Bap renvoie d’abord à un en-deçà de notre terminologie dans la mesure où il désigne exclusivement le riz cuit, par opposition à ssal, le riz cru. Ce couple se distingue d’un autre réservé au riz à l’état de plante : mo, soit le semis, et byeo, lorsque le premier parvient à maturité avant d’être récolté. La variété consommée dans la péninsule coréenne correspond au riz rond, riche en amidon, de couleur blanche et à la texture légèrement collante. En tant que riz cuit, le bap peut se présenter seul, dans un bol comme dans une phrase, mais il se décline aussi sous de nombreuses formes tant culinaires que lexicales. Parmi ses dérivés : gimbap (ce rouleau où le bap côtoie une feuille de gim, l’algue séchée dont il est enrobé pour lui-même enserrer légumes et parfois thon ou bœuf haché), bibimbap (littéralement « riz mélangé », où le bap se marie à d’autres ingrédients grâce au liant qu’offre la pâte de soja fermenté au piment), bokkeumbap (le riz sauté), ssambap (où le bap se dépose dans un morceau de salade et s’agrémente de sauces et accompagnements divers pour devenir ssam, une « bouchée enveloppée »), etc. Sous son jour le plus banal, celui du bol de riz, le bap incarne cet incontournable du régime alimentaire coréen traditionnellement servi à tous les repas, y compris le petit-déjeuner, minimalement aux côtés d’une soupe (guk) et de petits mets variés (banchan). Il est à noter, comme me le rappelait un collègue avisé, que l’anglicisme rice est préféré dans les plats d’inspiration étrangère que sont notamment omurice (omelette fourrée au riz sauté), kare rice (riz au curry) et hirice (riz au bœuf en sauce), tous nés au Japon mais populaires chez son voisin péninsulaire.

 

D’acception plus restreinte que le riz, bap représente néanmoins un au-delà de notre terminologie. Par métonymie, il désigne en effet le repas, la nourriture. « Avez-vous mangé ? » se dit ainsi en coréen « Avez-vous mangé du riz (cuit) ? ». La locution va même jusqu’à revêtir le sens de « Comment allez-vous ? » dans lequel elle est aujourd’hui encore communément employée. Ce dernier usage est censé constituer un legs de la période de misère ayant suivi la guerre de Corée (1950-1953), avant que la moitié sud de la péninsule ne se hisse du statut d’un des pays les pauvres au monde à l’orée des années 1960 à celui de pays riche membre de l’Organisation de développement et de coopération économiques au milieu des années 1990. L’équivalence entre les deux questions me paraît susceptible d’être plus ancienne au vu de la charge symbolique dont le bap est investi. Il est ainsi associé à un élément qui, par son partage, unit, à commencer par les membres de la famille (sikgu) dont une des définitions possibles n’est autre que la communauté de ceux qui mangent ensemble du riz. Cette communauté comprend non seulement les vivants mais également les morts comme en témoignent les offrandes rituelles pratiquées lors de la cérémonie dédiée aux ancêtres (jesa), et parmi lesquelles le riz figure, avec l’alcool et le bouillon, sur la rangée la plus proche de l’autel. L’acte de planter les couverts dans un bol de riz s’en trouve d’ailleurs prohibé à la table des vivants, étant uniquement autorisé à celle des morts.

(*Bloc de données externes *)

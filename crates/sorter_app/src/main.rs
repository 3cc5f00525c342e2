//! # mdsort
//!
//! Batch-classifies markdown documents with an LLM chat-completion endpoint
//! and moves each one into a folder named after its category.
//!
//! | Command | Description |
//! |---------|-------------|
//! | `mdsort` / `mdsort run` | Sort every unsettled document, resuming from the checkpoint |
//! | `mdsort providers` | Probe every configured provider |
//! | `mdsort status` | Show the saved checkpoint |
//! | `mdsort reset` | Delete the saved checkpoint |

mod cli;
mod config;
mod console;
mod report;

use std::path::Path;
use std::sync::Arc;

use anyhow::{Context, Result};
use clap::Parser;
use sorter_engine::{
    write_report, CheckpointStore, ClassificationClient, Pipeline, ProviderRegistry,
    ProviderSelector, RunController,
};
use sorter_logging::{sorter_error, sorter_info, sorter_warn};

use crate::cli::{Cli, Command, RunArgs};
use crate::config::{load_config, Config};
use crate::report::{format_summary, ConsoleProgress};

#[tokio::main]
async fn main() -> Result<()> {
    let cli = Cli::parse();
    sorter_logging::initialize(
        cli.log.into(),
        cli.level(),
        Path::new(sorter_logging::DEFAULT_LOG_FILE),
    );

    let mut config = load_config(&cli.config)?;
    match cli.command.unwrap_or_else(|| Command::Run(RunArgs::default())) {
        Command::Run(args) => {
            config.apply_overrides(args.source, args.target, args.retry_failed);
            run(&config, args.provider.as_deref(), args.fixed.as_deref()).await
        }
        Command::Providers => list_providers(&config).await,
        Command::Status => show_status(&config),
        Command::Reset => {
            CheckpointStore::new(&config.paths.checkpoint_file).clear()?;
            println!("Checkpoint {} cleared.", config.paths.checkpoint_file.display());
            Ok(())
        }
    }
}

fn registry(config: &Config) -> Result<ProviderRegistry> {
    Ok(ProviderRegistry::new(config.provider_configs())?.with_probe_timeout(config.probe_timeout()))
}

async fn run(config: &Config, provider: Option<&str>, fixed: Option<&str>) -> Result<()> {
    let selector = Arc::new(ProviderSelector::new(registry(config)?));
    let policy = config.selection_policy(provider, fixed);
    let active = selector
        .select_best(&policy)
        .await
        .context("No classification provider is usable; check `mdsort providers`")?;
    sorter_info!("classifying with {} ({})", active.id, active.model);

    let controller = RunController::new();
    let console = console::spawn_console(controller.clone(), Arc::clone(&selector));
    let interrupts = console::spawn_interrupt_handler(controller.clone());
    println!("Commands: p = pause, r = resume, q = stop, s <provider> = switch provider");

    let classifier = ClassificationClient::new(
        Arc::clone(&selector),
        config.categories(),
        config.classify_settings(),
    );
    let pipeline = Pipeline::new(
        Arc::new(classifier),
        Arc::new(config.extractor()),
        Arc::new(config.normalizer()),
        Arc::new(CheckpointStore::new(&config.paths.checkpoint_file)),
        controller,
        config.pipeline_settings(),
    )
    .with_sink(Arc::new(ConsoleProgress::default()));

    let outcome = pipeline.run().await;
    console.abort();
    interrupts.abort();
    let report = outcome?;

    if let Err(err) = write_report(&config.paths.report_file, &report) {
        sorter_error!("could not write report {}: {}", config.paths.report_file.display(), err);
    } else {
        sorter_info!("report written to {}", config.paths.report_file.display());
    }
    print!("{}", format_summary(&report));
    Ok(())
}

async fn list_providers(config: &Config) -> Result<()> {
    let registry = registry(config)?;
    if registry.is_empty() {
        sorter_warn!("no providers configured");
        return Ok(());
    }
    for (id, status) in registry.probe_all().await {
        let model = registry.get(&id).map(|p| p.model.as_str()).unwrap_or_default();
        let mark = if status.is_reachable() { "ok " } else { "-- " };
        println!("{mark}{id:<16} {model:<24} {status}");
    }
    Ok(())
}

fn show_status(config: &Config) -> Result<()> {
    let store = CheckpointStore::new(&config.paths.checkpoint_file);
    match store.info()? {
        None => println!("No checkpoint at {}.", store.path().display()),
        Some(info) => {
            println!("Checkpoint {}", store.path().display());
            println!("  processed: {}", info.processed);
            println!("  failed:    {}", info.failed);
            match info.saved_at {
                Some(at) => println!("  saved at:  {}", at.with_timezone(&chrono::Local).to_rfc2822()),
                None => println!("  saved at:  unknown"),
            }
        }
    }
    Ok(())
}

À ce titre, une voie d’appréhension réside, me semble-t-il, dans ce que Georges Perec nomme « l’infra-ordinaire », soit « ce qui se passe chaque jour et qui revient chaque jour », ce que nous « vivons sans y penser », comme manger du riz dans le contexte de la société coréenne [1]. L’infra-ordinaire renvoie donc à cette matière journalière trop banale pour se glisser dans les pages d’un journal, trop quotidienne pour faire irruption dans un quotidien de presse, mais qui mérite et même nécessite qu’on s’y intéresse. Comme l’explique Perec, « Ce qu’il s’agit d’interroger, c’est la brique, le béton, le verre, nos manières de table, nos ustensiles, nos outils, nos emplois du temps, nos rythmes » [2]. Autrement dit, le règne de l’habituel. Et pour ce faire, l’auteur des Choses propose une série de gestes : « Décrivez votre rue », « Faites l’inventaire de vos poches », « Questionnez vos petites cuillers [3] ». Cette dernière injonction se révèle d’autant plus féconde qu’elle met en lumière une singularité coréenne par rapport au reste de l’Asie orientale, le bap se dégustant dans la péninsule à la grande cuillère (celle qui plonge aussi dans la soupe) et non avec des baguettes. Au chapitre des habitudes culinaires, investiguer l’infra-ordinaire se traduit par ailleurs chez Perec par une « Tentative d’inventaire des aliments liquides et solides que j’ai ingurgités au cours de l’année mil neuf cent soixante-quatorze », le riz se trouvant mentionné à plusieurs reprises mais sans occuper l’espace qui serait le sien dans la liste d’un homologue coréen.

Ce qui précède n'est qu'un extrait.